Bullying is behaviour repeated over time that intentionally hurts someone either physically or emotionally. Bullying is several times on purpose.
Bullying is not a one-off argument, fallout, or incident where someone has said or done something unkind.
There are four types of bullying:
• Physical (hitting, kicking, physical damage to person or belongings)
• Verbal (threats, insults, nasty teasing)
• Psychological (spreading rumours, isolating and excluding someone, making someone do something they don’t want to)
• Cyber (use of technology e.g. internet, mobile phones, computers)
There are many forms of bullying, these include:
• Religion or beliefs
• SEN and disabilities
• Appearance or health conditions
• Pregnancy or maternity
• Home or family circumstances (including marriage and civil partnership)
• Sexual orientation and gender-specific (homophobic, biphobic, transphobic, gender reassignment)
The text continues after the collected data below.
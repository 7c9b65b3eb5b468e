//! Cache key layout: `<domain>:<subkey>`.

pub const SHOP_ITEMS: &str = "shop_items";
pub const USER_INVENTORY: &str = "user_inventory";
pub const USER_PROFILE: &str = "user_profile";
pub const HOMEPAGE: &str = "homepage";
pub const SESSION: &str = "session";
pub const RATE_LIMIT: &str = "rate_limit";

pub const FLASH_SALE_CURRENT: &str = "flash_sale:current";
pub const HOMEPAGE_TESTIMONIALS: &str = "homepage:testimonials";
pub const HOMEPAGE_FAQ: &str = "homepage:faq";
pub const HOMEPAGE_COURSE_LEVELS: &str = "homepage:course_levels";

pub fn shop_items(category: &str) -> String {
    format!("{}:{}", SHOP_ITEMS, category)
}

pub fn user_inventory(user_id: &str) -> String {
    format!("{}:{}", USER_INVENTORY, user_id)
}

pub fn user_profile(user_id: &str) -> String {
    format!("{}:{}", USER_PROFILE, user_id)
}

pub fn session(session_id: &str) -> String {
    format!("{}:{}", SESSION, session_id)
}

pub fn rate_limit(identifier: &str) -> String {
    format!("{}:{}", RATE_LIMIT, identifier)
}

/// KEYS pattern covering a whole domain.
pub fn domain_pattern(domain: &str) -> String {
    format!("{}:*", domain)
}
We at Queniborough Primary will not tolerate this type of behaviour towards our children, staff, or parents by children, staff, or parents. Any member of staff or parent, who feels that they are the target of bullying, should report this to the Headteacher as soon as possible.
Cyberbullying is the use of technology (particularly mobile phones and the internet) to deliberately and persistently harm or upset someone.
Cyberbullying has become a more prominent form of bullying with the ever-increasing advances in technology and our access to it. Devices such as mobile phones, internet-connected games consoles, tablets, and computers make it easy to target groups or individuals from a distance – it is to an extent ‘faceless’ and therefore, easier to instigate. However, this can also make cyberbullying difficult to investigate and prevent particularly given that much of it takes place outside of school.
First and foremost, we teach our pupils what bullying is and that it is not acceptable. We use the S.T.O.P (several times on purpose) to help pupils to understand what the difference is between bullying and friendship issues. We teach anti-bullying explicitly through our PSHE, RSE and British Values curriculums. We take part in awareness raising events such as Anti Bullying week each November. It is also taught explicitly through our school values and SMSC.
We hold the nationally recognised ‘Silver’ Anti-Bullying Award, recognising our dedication and strong policies and procedures in place linked to anti- bullying.
Pupils at Queniborough are taught that they can tell a trusted adult, or use our worry box
Bullying is not acceptable in our school and we work to ensure that pupils who bully and who are bullied are given the help they need. More detail about this is available in our anti bullying policy.
If you have a concern about friendships or think your child may be being bullied, please speak to your child’s class teacher without delay, who will seek support from the Senior Leadership team and Head teacher, who will investigate further. Your concerns will never be ignored.